Author: Concerned Members of the VU Faculty
Agents, even very seasoned agents, faced with unique (or even commonplace) loss exposures look to “standard" coverage forms to find coverage or verify that an endorsement is needed. Coverage forms, being legal documents, aren't always obvious in granting or excluding protection.
Yes, many types of losses are unquestionably covered in the policy, and many are undoubtedly excluded; but there are always gray areas where the specifics of the situation and/or the adjuster's interpretation of the form may find for or against coverage. Most of these coverage gray areas seem to live within exception wording. When there is an exception to an exclusion, there is coverage - maybe.
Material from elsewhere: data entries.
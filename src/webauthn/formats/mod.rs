// Copyright 2023 Contributors to the Veraison project.
// SPDX-License-Identifier: Apache-2.0

//! Attestation statement format verifiers, see §8 of WebAuthn L3

pub use self::androidkey::{AndroidKey, AndroidKeyPolicy};
pub use self::apple::Apple;
pub use self::fidou2f::FidoU2f;
pub use self::none::NoneFormat;
pub use self::packed::Packed;
pub use self::safetynet::{AndroidSafetyNet, SafetyNetPolicy};
pub use self::tpm::Tpm;

mod androidkey;
mod apple;
mod fidou2f;
mod none;
mod packed;
mod safetynet;
mod tpm;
Insurance policies are notorious for excluding losses and then adding an exception to the exclusion. This is actually the most efficient method for controlling the breadth of coverage, but it is terribly inefficient from a coverage analysis perspective. First the policy excludes an event, then it turns around and inserts the word “however" (the most dangerous word in an insurance policy) to give coverage back – in a lesser degree. This methodology is applied in nearly every type of insurance policy.
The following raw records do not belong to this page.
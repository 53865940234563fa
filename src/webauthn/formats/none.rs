// Copyright 2023 Contributors to the Veraison project.
// SPDX-License-Identifier: Apache-2.0

use crate::webauthn::attestation::*;
use crate::webauthn::authdata::AuthenticatorData;
use crate::webauthn::common::to_map;
use crate::webauthn::errors::Error;
use ciborium::Value;

/// The `none` format: the authenticator provides no attestation
#[derive(Debug, Default, Clone, Copy)]
pub struct NoneFormat;

impl AttestationVerifier for NoneFormat {
    fn verify(
        &self,
        stmt: &Value,
        auth_data: &AuthenticatorData,
        _client_data_hash: &[u8],
    ) -> Result<AttestationResult, Error> {
        let m = to_map(stmt, "none statement")?;

        if !m.is_empty() {
            return Err(Error::Verification(
                "unexpected statement for none format".to_string(),
            ));
        }

        let acd = attested(auth_data)?;

        Ok(AttestationResult {
            attestation_type: AttestationType::None,
            trust_path: vec![],
            aaguid: acd.aaguid,
        })
    }
}
// Copyright 2023 Contributors to the Veraison project.
// SPDX-License-Identifier: Apache-2.0

use super::attestation::{attested, AttestationFormat, AttestationObject, AttestationType};
use super::authdata::AuthenticatorData;
use super::base64::Bytes;
use super::clientdata::{client_data_hash, CeremonyType, CollectedClientData};
use super::common::ct_eq;
use super::credential::Credential;
use super::errors::Error;
use super::params::CeremonyParams;
use super::trust::TrustResult;
use super::verifier::Verifier;

impl Verifier<'_> {
    /// Verify the response to navigator.credentials.create(), see §7.1 of
    /// WebAuthn L3.  `attestation_object` and `client_data_json` are the raw
    /// bytes the client returned.
    pub fn verify_registration(
        &self,
        attestation_object: &[u8],
        client_data_json: &[u8],
        params: &CeremonyParams,
    ) -> Result<Credential, Error> {
        let cd = CollectedClientData::parse(client_data_json)?;
        cd.check_type(CeremonyType::Create)?;
        cd.check_challenge(&params.challenge)?;
        cd.check_origin(&params.origin, params.allow_cross_origin)?;

        let cdh = client_data_hash(client_data_json);

        let ao = AttestationObject::decode(attestation_object)?;
        let ad = AuthenticatorData::parse(&ao.auth_data)?;

        if !ct_eq(&ad.rp_id_hash, &params.rp_id_hash()) {
            return Err(Error::RpIdMismatch(format!(
                "rpIdHash is not the hash of {}",
                params.rp_id
            )));
        }

        if !ad.user_present() {
            return Err(Error::UserPresenceRequired);
        }

        if params.user_verification_required() && !ad.user_verified() {
            return Err(Error::UserVerificationRequired);
        }

        let acd = attested(&ad)?;

        if !params.algorithm_allowed(acd.public_key.alg) {
            return Err(Error::UnsupportedAlgorithm(format!(
                "credential algorithm {:?} not allowed",
                acd.public_key.alg
            )));
        }

        let format = ao.format()?;
        let result = format.verify(&ao.att_stmt, &ad, &cdh, &self.config().formats)?;

        log::debug!(
            "{format} statement verified as {} for {}",
            result.attestation_type.as_str(),
            result.aaguid
        );

        let trust = self.trust_evaluator().evaluate(
            &result.trust_path,
            result.attestation_type,
            format,
            &result.aaguid,
        )?;

        let (attestation_type, attestation_trusted) = match trust {
            TrustResult::Trusted { attestation_ca } => {
                let t = if attestation_ca
                    && format == AttestationFormat::Packed
                    && result.attestation_type == AttestationType::Basic
                {
                    AttestationType::AttCa
                } else {
                    result.attestation_type
                };
                (t, true)
            }
            TrustResult::NotApplicable | TrustResult::Unverified { .. } => {
                (result.attestation_type, false)
            }
        };

        Ok(Credential {
            id: Bytes::from(acd.credential_id.clone()),
            public_key: acd.public_key.clone(),
            counter: ad.counter,
            attestation_type,
            attestation_format: format,
            aaguid: result.aaguid,
            created_at: chrono::Utc::now(),
            user_verified: ad.user_verified(),
            backup_eligible: ad.backup_eligible(),
            backup_state: ad.backup_state(),
            transports: vec![],
            attestation_trusted,
        })
    }
}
Because coverage exists in the exception, the confusion is found in understanding what activities, actions or incidents fall within the scope of the exception. Agents compare the coverage granted by the exception with the reality of the insured's exposure to find coverage, or as part of the reasoning for recommending an endorsement.
When faced with this question of coverage, agents often decide to ask the underwriter to interpret the policy and advise whether coverage exists under the coverage form. Why ask the underwriter?
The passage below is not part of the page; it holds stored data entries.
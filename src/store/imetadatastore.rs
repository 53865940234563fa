// Copyright 2023 Contributors to the Veraison project.
// SPDX-License-Identifier: Apache-2.0

use super::errors::Error;
use super::metadata::MetadataEntry;
use crate::webauthn::Aaguid;

/// Interface to a source of authenticator metadata.  Implementations backed by
/// a remote service are expected to bound their own calls and report a
/// timeout as an error.
pub trait IMetadataStore: Send + Sync {
    /// Lookup the metadata for an authenticator model
    fn lookup(&self, aaguid: &Aaguid) -> Result<Option<MetadataEntry>, Error>;
}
First, the idea that asking the underwriter and getting a written response somehow changes the policy is absurd. The underwriter's interpretation in no way alters the application of the policy language. Absent an endorsement issued by the insurer, the policy is not changed by an underwriter's email, letter, memo, pledge of loyalty, etc. This also resolutely ignores the well-settled parol evidence doctrine applied to most contracts. In other words, presenting the claim department an email/letter from an underwriter which contradicts the plain meaning of the policy or the interpreted meaning will not be considered, unless the insurer, as an ethical matter, feels they should honor that representation, regardless of how bizarre. (This rarely, if ever, happens today.)
Second, an underwriter's interpretation of standard Insurance Services Office (ISO) policy wording, for which the underwriter has not had any input in drafting, is meaningless. What makes anyone believe the underwriter has any insight into the meaning of the provision, exclusion, etc.? This presumption borders on reckless.
Third, underwriters do not make coverage determinations, adjusters do. In fact, an underwriter's job is not coverage interpretation and asking them to make such a determination is unfair. An exception may be a specialized manuscript policy/endorsement drafted by the underwriter.
Claims adjusters make coverage determinations and rarely, if ever, consult with underwriters. And frankly, if the coverage is in question, not even the adjusters make the coverage determination – they rely on coverage counsel – either internal or external.
Why ask the underwriter? Their opinion generally carries little weight when a claim occurs. Asking the underwriter and getting a written response guarantees nothing and creates a false sense of security.
But without the underwriter's opinion, agents may be on their own because most claims adjusters are going to answer the coverage question with, “It depends." And, in fact, they are right.
An agent's job is to analyze exposures, compare those exposures to the policy, and make coverage recommendations where necessary and appropriate. When working with an exception, understand (and explain) that the activity may or may not fall within the exception, and thus be covered, but that as the specifics change so might the availability of coverage. Then offer the necessary endorsement that removes the doubt. The insured must then make a business decision.
Underwriters were hired to decide which risks the carrier should take, not to decide if coverage applies. So again, why ask the underwriter.